И в тот же миг на Гущаву обрушилось то, что угнетало его после того, как все ушли со двора, и чему он изо всех сил противился. Им вдруг овладело предчувствие неизбежной расплаты. Вот Мартикана ведут под конвоем за то, что, защищая свой нищенский скарб, он схватился за топор. И если у Мартикана орудием защиты явился топор, то Гущава прятался за конский круп. Какая разница? Оба подняли руку на представителей власти при исполнении служебных обязанностей, а за это положено наказание. В голове зашумело, как шумит ветер перед бурей, все громче и сильнее, наконец его подхватил бешеный вихрь, и первые тяжелые градины забарабанили по сознанию: «Сегодня Мартикана — завтра меня!» От этой мысли он совсем обезумел, на глаза навернулись бессильные слезы, и он, заломив руки над головой и закрыв глаза, чтобы не видеть ужасающей картины собственного несчастья, весь затрясся. Вдруг, резко повернувшись, он спотыкаясь побежал домой, влетел в хлев; потом люди увидели, как он, торопясь и сбиваясь с узкой тропки, бежал вверх по склону, к черному лесу. Страх перед еще большей бедой, которую он навлек на себя своим отчаянным поступком, кричал в нем и толкал его в пропасть безумия.

— Неужто и Гущава угнал в лес часть своей скотины? — недоумевал кое-кто про себя. — Вишь, несется, как полоумный…

Немного погодя Гущава скрылся в лесу.

На землю опустились густые сумерки, когда Павол вернулся из Жилины домой.

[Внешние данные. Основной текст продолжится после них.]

use crate::models::{PutObjectReceipt, ResponseMetadata, StorageKey};
use anyhow::{Context, Result};
use async_trait::async_trait;
use aws_sdk_s3::Client;
use aws_sdk_s3::operation::{RequestId, RequestIdExt};
use aws_sdk_s3::primitives::ByteStream;
use bytes::Bytes;
use std::collections::HashMap;
use std::sync::Arc;
use tokio::sync::RwLock;
use uuid::Uuid;

#[async_trait]
pub trait StorageService: Send + Sync {
    /// Stores `body` under `key`. Exactly one provider call, never retried.
    async fn put_object(
        &self,
        key: &StorageKey,
        body: Bytes,
        content_type: &str,
    ) -> Result<PutObjectReceipt>;

    /// Checks that the configured bucket is reachable.
    async fn check_bucket(&self) -> Result<()>;

    fn bucket(&self) -> &str;
}

pub struct S3StorageService {
    client: Client,
    bucket: String,
}

impl S3StorageService {
    pub fn new(client: Client, bucket: String) -> Self {
        Self { client, bucket }
    }
}

#[async_trait]
impl StorageService for S3StorageService {
    async fn put_object(
        &self,
        key: &StorageKey,
        body: Bytes,
        content_type: &str,
    ) -> Result<PutObjectReceipt> {
        let output = self
            .client
            .put_object()
            .bucket(&self.bucket)
            .key(key.as_str())
            .content_type(content_type)
            .body(ByteStream::from(body))
            .send()
            .await
            .with_context(|| format!("put_object s3://{}/{}", self.bucket, key))?;

        Ok(PutObjectReceipt {
            e_tag: output.e_tag().map(str::to_string),
            version_id: output.version_id().map(str::to_string),
            server_side_encryption: output
                .server_side_encryption()
                .map(|sse| sse.as_str().to_string()),
            metadata: ResponseMetadata {
                // The SDK only returns an output for a 2xx response
                http_status_code: 200,
                request_id: output.request_id().map(str::to_string),
                extended_request_id: output.extended_request_id().map(str::to_string),
            },
        })
    }

    async fn check_bucket(&self) -> Result<()> {
        self.client
            .head_bucket()
            .bucket(&self.bucket)
            .send()
            .await
            .with_context(|| format!("head_bucket {}", self.bucket))?;
        Ok(())
    }

    fn bucket(&self) -> &str {
        &self.bucket
    }
}

/// Object store kept in process memory. Used for local runs and tests.
#[derive(Clone, Default)]
pub struct MemoryStorageService {
    bucket: String,
    objects: Arc<RwLock<HashMap<String, StoredObjectData>>>,
}

#[derive(Debug, Clone)]
pub struct StoredObjectData {
    pub body: Bytes,
    pub content_type: String,
}

impl MemoryStorageService {
    pub fn new(bucket: impl Into<String>) -> Self {
        Self {
            bucket: bucket.into(),
            objects: Arc::new(RwLock::new(HashMap::new())),
        }
    }

    pub async fn get(&self, key: &str) -> Option<StoredObjectData> {
        self.objects.read().await.get(key).cloned()
    }

    pub async fn keys(&self) -> Vec<String> {
        let mut keys: Vec<String> = self.objects.read().await.keys().cloned().collect();
        keys.sort();
        keys
    }

    pub async fn len(&self) -> usize {
        self.objects.read().await.len()
    }

    pub async fn is_empty(&self) -> bool {
        self.objects.read().await.is_empty()
    }
}

#[async_trait]
impl StorageService for MemoryStorageService {
    async fn put_object(
        &self,
        key: &StorageKey,
        body: Bytes,
        content_type: &str,
    ) -> Result<PutObjectReceipt> {
        self.objects.write().await.insert(
            key.to_string(),
            StoredObjectData {
                body,
                content_type: content_type.to_string(),
            },
        );
        Ok(PutObjectReceipt {
            e_tag: Some(format!("\"{}\"", Uuid::new_v4().simple())),
            metadata: ResponseMetadata {
                request_id: Some(Uuid::new_v4().to_string()),
                ..ResponseMetadata::default()
            },
            ..PutObjectReceipt::default()
        })
    }

    async fn check_bucket(&self) -> Result<()> {
        Ok(())
    }

    fn bucket(&self) -> &str {
        &self.bucket
    }
}
use axum::{
    extract::Request,
    http::{HeaderName, HeaderValue},
    middleware::Next,
    response::Response,
};
use uuid::Uuid;

pub static REQUEST_ID_HEADER: HeaderName = HeaderName::from_static("x-request-id");

/// Echoes the caller's `x-request-id`, or assigns a fresh UUID, on both the
/// request (for the trace span) and the response.
pub async fn request_id_middleware(mut req: Request, next: Next) -> Response {
    let existing = req
        .headers()
        .get(&REQUEST_ID_HEADER)
        .filter(|v| !v.is_empty())
        .cloned();

    let request_id = match existing {
        Some(value) => value,
        None => {
            let generated = HeaderValue::from_str(&Uuid::new_v4().to_string())
                .unwrap_or_else(|_| HeaderValue::from_static("unknown"));
            req.headers_mut()
                .insert(REQUEST_ID_HEADER.clone(), generated.clone());
            generated
        }
    };

    let mut response = next.run(req).await;
    response
        .headers_mut()
        .insert(REQUEST_ID_HEADER.clone(), request_id);

    response
}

Он пришел пешком, утомленный долгой дорогой. Шоссе обледенело, тяжелые башмаки скользили на каждом шагу, и мороз пробирал до костей. И хотя он старался не сбавлять шага, телеграфные столбы казались все дальше один от другого.

Одна мысль согревала его дорогой: поднять деревню, устроить демонстрацию, добиться прекращения описей имущества — экзекуций. Жьярский говорил ему в Жилине: «Возможно, кое-кто станет защищаться, а то и прибегнет к насилию. Но это бессмыслица… индивидуальный террор. Себе дороже. И никому никакой пользы. Крестьянам надо выступить сплоченно, вместе с рабочими — за право на труд, на хлеб, за отмену экзекуций. Втолкуй им это!»